SEAN SUTTON VS. NEW JERSEY DEPARTMENT OF CORRECTIONS (NEW JERSEY DEPARTMENT OF CORRECTIONS) ( 2020 )


Menu:
  •                                 NOT FOR PUBLICATION WITHOUT THE
    APPROVAL OF THE APPELLATE DIVISION
    This opinion shall not "constitute precedent or be binding upon any court." Although it is posted on the
    internet, this opinion is binding only on the parties in the case and its use in other cases is limited.
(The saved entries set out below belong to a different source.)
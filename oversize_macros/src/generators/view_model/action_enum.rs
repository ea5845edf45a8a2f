use proc_macro2::{Ident, TokenStream};
use quote::quote;

use crate::item_info::{ActionMethod, ActionParam};

/// How an action variant carries its payload
#[derive(Debug, Clone, Copy, PartialEq, Eq)]
pub enum PayloadShape {
    /// No parameters
    Unit,
    /// Every parameter is positional: `OnSelect(Uuid)`
    Tuple,
    /// At least one labeled parameter: `OnRename { name: String }`
    Named,
}

impl PayloadShape {
    pub fn of(params: &[ActionParam]) -> Self {
        if params.is_empty() {
            PayloadShape::Unit
        } else if params.iter().all(ActionParam::is_positional) {
            PayloadShape::Tuple
        } else {
            PayloadShape::Named
        }
    }
}

/// Generator for the `<ViewModel>Action` enum mirroring the discovered handlers
pub struct ActionEnumGenerator<'a> {
    enum_name: &'a Ident,
    actions: &'a [ActionMethod],
}

impl<'a> ActionEnumGenerator<'a> {
    pub fn new(enum_name: &'a Ident, actions: &'a [ActionMethod]) -> Self {
        Self { enum_name, actions }
    }

    pub fn generate(&self) -> TokenStream {
        let enum_name = self.enum_name;
        let variants = self.actions.iter().map(Self::variant);

        quote! {
            pub enum #enum_name {
                #(#variants),*
            }
        }
    }

    fn variant(action: &ActionMethod) -> TokenStream {
        let variant = action.variant();
        match PayloadShape::of(&action.params) {
            PayloadShape::Unit => quote! { #variant },
            PayloadShape::Tuple => {
                let types = action.params.iter().map(|p| &p.ty);
                quote! { #variant(#(#types),*) }
            }
            PayloadShape::Named => {
                let fields = action.params.iter().map(|p| {
                    let name = p.binding();
                    let ty = &p.ty;
                    quote! { #name: #ty }
                });
                quote! { #variant { #(#fields),* } }
            }
        }
    }
}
R. 1:36-3.
    SUPERIOR COURT OF NEW JERSEY
    APPELLATE DIVISION
    DOCKET NO. A-0813-18T3
    SEAN SUTTON,
    Appellant,
    v.
    NEW JERSEY DEPARTMENT
    OF CORRECTIONS,
    Respondent.
    _____________________________
    Submitted December 2, 2019 – Decided February 19, 2020
    Before Judges Messano and Susswein.
    On appeal from the New Jersey Department of
    Corrections.
    Sean Sutton, appellant pro se.
    Gurbir S. Grewal, Attorney General, attorney for
    respondent (Jane C. Schuster, Assistant Attorney
    General, of counsel; Christopher Josephson, Deputy
    Attorney General, on the brief).
    PER CURIAM
    Petitioner, Sean Sutton, appeals from a final agency decision by the
    Department of Corrections (DOC) imposing disciplinary sanctions for fighting
    with another inmate. The Disciplinary Hearing Officer found petitioner guilty
    of the infraction and imposed a ninety-day loss of commutation credits and a
    fifteen-day loss of recreational privileges. The Assistant Superintendent upheld
    the conviction and sanctions.
    Sutton contends insufficient evidence was presented to convict him of
    fighting and that he received ineffective assistance of substitute counsel at the
    hearing. He also raises two interrelated procedural claims: (1) he received less
    than the required twenty-four-hour notice before the hearing, and (2) the hearing
    was held in his absence. He raises both of these procedural contentions for the
    first time on this appeal. Although we may decline to consider issues not raised
    below, we choose in this instance to address Sutton's procedural arguments and
    to reverse his conviction for fighting. We remand for a new hearing at which
    he shall be assured an opportunity to participate.
    I.
    Sutton raises the following points for our consideration:
    POINT I
    THE HEARING OFFICER'S (DHO) GUILTY
    FINDINGS OF THE *004 INFRACTION AND THE
    A-0813-18T3
    2
    ADMINISTRATOR'S UPHOLDING OF THAT
    FINDING WAS ARBITRARY, CAPRICIOUS, AND
    UNREASONABLE, AS IT WAS NOT BASED ON
    SUBSTANTIAL EVIDENCE IN THE RECORD.
    POINT II
    THE [PETITIONER] WAS DENIED HIS RIGHT TO
    DUE PROCESS.
    A. THE DEPARTMENT'S FAILURE TO
    INVESTIGATE AND ITS DENIAL OF
    [PETITIONER'S] REQUEST FOR VIDEO
    FOOTAGE DENIED HIM HIS RIGHT TO
    DUE PROCESS.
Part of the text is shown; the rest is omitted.